What needs to be done
Give the number of lines in the records below that contain the word "filename", and nothing more.

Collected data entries
☆ ☆ ☆
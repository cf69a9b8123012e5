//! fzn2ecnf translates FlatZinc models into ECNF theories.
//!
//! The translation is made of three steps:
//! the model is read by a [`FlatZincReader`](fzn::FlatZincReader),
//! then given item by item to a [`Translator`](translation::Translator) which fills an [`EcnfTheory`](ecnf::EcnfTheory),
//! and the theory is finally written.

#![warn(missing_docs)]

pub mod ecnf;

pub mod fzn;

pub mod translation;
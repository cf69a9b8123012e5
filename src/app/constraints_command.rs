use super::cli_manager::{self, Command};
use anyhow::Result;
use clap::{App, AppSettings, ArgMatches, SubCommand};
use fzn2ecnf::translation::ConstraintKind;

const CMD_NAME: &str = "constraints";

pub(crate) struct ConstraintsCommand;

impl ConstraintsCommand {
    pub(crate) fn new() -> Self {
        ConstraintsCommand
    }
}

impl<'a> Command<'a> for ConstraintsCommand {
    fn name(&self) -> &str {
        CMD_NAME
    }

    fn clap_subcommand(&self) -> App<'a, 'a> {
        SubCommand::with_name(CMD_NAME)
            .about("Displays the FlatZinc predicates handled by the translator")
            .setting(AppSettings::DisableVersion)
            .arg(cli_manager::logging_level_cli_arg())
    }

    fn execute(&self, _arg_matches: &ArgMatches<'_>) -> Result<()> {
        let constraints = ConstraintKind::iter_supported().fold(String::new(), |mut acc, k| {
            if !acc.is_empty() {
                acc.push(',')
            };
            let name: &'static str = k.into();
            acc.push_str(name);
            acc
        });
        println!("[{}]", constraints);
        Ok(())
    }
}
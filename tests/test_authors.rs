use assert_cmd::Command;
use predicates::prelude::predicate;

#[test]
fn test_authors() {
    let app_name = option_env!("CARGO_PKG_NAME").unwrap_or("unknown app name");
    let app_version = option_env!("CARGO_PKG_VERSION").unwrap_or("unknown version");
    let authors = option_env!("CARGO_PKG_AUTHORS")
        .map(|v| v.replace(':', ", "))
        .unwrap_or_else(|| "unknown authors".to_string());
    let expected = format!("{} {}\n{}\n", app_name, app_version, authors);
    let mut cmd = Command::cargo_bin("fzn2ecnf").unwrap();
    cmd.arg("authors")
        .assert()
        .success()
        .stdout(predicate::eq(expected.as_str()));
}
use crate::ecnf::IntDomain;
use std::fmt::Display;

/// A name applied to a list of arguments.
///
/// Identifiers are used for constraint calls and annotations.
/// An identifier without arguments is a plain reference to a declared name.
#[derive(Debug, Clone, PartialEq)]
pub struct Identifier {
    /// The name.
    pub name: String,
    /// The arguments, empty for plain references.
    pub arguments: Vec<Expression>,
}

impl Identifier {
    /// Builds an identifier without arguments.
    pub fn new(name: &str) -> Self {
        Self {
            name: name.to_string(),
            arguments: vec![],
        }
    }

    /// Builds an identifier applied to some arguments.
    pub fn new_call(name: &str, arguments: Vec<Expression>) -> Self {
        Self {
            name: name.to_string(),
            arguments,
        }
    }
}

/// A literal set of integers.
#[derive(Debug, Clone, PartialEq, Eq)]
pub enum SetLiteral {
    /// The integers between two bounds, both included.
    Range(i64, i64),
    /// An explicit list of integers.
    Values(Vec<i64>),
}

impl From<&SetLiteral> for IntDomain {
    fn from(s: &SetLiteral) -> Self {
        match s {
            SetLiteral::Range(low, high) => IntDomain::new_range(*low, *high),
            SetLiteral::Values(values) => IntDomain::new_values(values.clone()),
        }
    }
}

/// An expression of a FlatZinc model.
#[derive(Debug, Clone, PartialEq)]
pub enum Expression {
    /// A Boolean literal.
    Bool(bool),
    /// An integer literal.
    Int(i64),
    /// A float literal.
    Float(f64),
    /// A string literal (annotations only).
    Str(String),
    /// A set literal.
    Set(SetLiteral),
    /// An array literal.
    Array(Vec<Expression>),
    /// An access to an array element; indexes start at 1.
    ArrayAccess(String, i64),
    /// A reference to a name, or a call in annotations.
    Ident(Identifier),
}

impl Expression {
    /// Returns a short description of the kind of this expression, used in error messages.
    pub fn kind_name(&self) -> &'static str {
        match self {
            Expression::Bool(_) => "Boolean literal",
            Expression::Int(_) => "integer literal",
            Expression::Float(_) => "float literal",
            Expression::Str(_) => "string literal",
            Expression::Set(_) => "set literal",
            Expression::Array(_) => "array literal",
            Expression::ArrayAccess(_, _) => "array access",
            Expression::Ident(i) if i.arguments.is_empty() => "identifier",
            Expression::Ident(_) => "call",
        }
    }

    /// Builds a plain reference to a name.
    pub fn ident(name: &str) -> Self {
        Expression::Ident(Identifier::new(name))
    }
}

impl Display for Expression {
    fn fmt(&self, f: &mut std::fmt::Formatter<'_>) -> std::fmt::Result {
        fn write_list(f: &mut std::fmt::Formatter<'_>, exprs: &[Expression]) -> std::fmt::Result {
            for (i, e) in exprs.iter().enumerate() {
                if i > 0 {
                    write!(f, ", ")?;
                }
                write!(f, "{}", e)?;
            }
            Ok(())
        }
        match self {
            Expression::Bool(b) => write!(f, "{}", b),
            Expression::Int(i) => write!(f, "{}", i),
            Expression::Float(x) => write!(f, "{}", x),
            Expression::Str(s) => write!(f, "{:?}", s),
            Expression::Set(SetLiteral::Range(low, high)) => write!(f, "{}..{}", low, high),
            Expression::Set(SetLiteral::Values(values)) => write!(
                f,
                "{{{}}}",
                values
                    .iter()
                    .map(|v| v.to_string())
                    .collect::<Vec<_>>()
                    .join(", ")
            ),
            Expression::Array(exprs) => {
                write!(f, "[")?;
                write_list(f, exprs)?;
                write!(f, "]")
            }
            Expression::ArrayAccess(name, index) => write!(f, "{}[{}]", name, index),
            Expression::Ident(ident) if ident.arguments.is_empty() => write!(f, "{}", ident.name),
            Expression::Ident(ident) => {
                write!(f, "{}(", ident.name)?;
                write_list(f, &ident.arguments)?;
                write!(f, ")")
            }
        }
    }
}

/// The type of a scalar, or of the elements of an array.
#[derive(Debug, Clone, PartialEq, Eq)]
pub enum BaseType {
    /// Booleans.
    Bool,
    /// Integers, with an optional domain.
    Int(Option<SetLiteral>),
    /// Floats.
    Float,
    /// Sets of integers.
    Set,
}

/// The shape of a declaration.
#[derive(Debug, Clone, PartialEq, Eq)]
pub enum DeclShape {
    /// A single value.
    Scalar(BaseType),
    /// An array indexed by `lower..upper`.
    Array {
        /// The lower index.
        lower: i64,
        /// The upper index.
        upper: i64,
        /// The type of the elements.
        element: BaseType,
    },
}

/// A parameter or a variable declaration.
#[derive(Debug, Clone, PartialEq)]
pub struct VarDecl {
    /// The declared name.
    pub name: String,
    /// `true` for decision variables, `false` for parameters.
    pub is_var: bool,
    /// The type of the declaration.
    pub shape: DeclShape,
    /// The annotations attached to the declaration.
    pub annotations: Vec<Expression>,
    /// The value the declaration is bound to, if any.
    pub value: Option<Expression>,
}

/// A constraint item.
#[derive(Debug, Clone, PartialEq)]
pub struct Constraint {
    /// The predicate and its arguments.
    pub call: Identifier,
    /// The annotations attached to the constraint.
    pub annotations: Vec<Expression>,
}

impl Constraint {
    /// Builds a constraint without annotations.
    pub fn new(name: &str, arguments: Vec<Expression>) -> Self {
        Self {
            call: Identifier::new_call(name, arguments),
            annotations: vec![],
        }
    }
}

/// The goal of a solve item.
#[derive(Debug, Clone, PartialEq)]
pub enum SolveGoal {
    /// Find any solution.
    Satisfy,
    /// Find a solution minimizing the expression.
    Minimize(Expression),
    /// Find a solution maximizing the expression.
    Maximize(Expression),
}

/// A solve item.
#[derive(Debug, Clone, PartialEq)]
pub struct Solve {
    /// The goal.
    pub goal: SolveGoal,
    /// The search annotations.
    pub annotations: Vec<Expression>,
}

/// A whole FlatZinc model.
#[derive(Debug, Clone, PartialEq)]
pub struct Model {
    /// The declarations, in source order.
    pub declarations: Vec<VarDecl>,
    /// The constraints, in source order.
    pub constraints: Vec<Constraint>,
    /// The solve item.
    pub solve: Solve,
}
☆ ☆ ☆
The completed task
2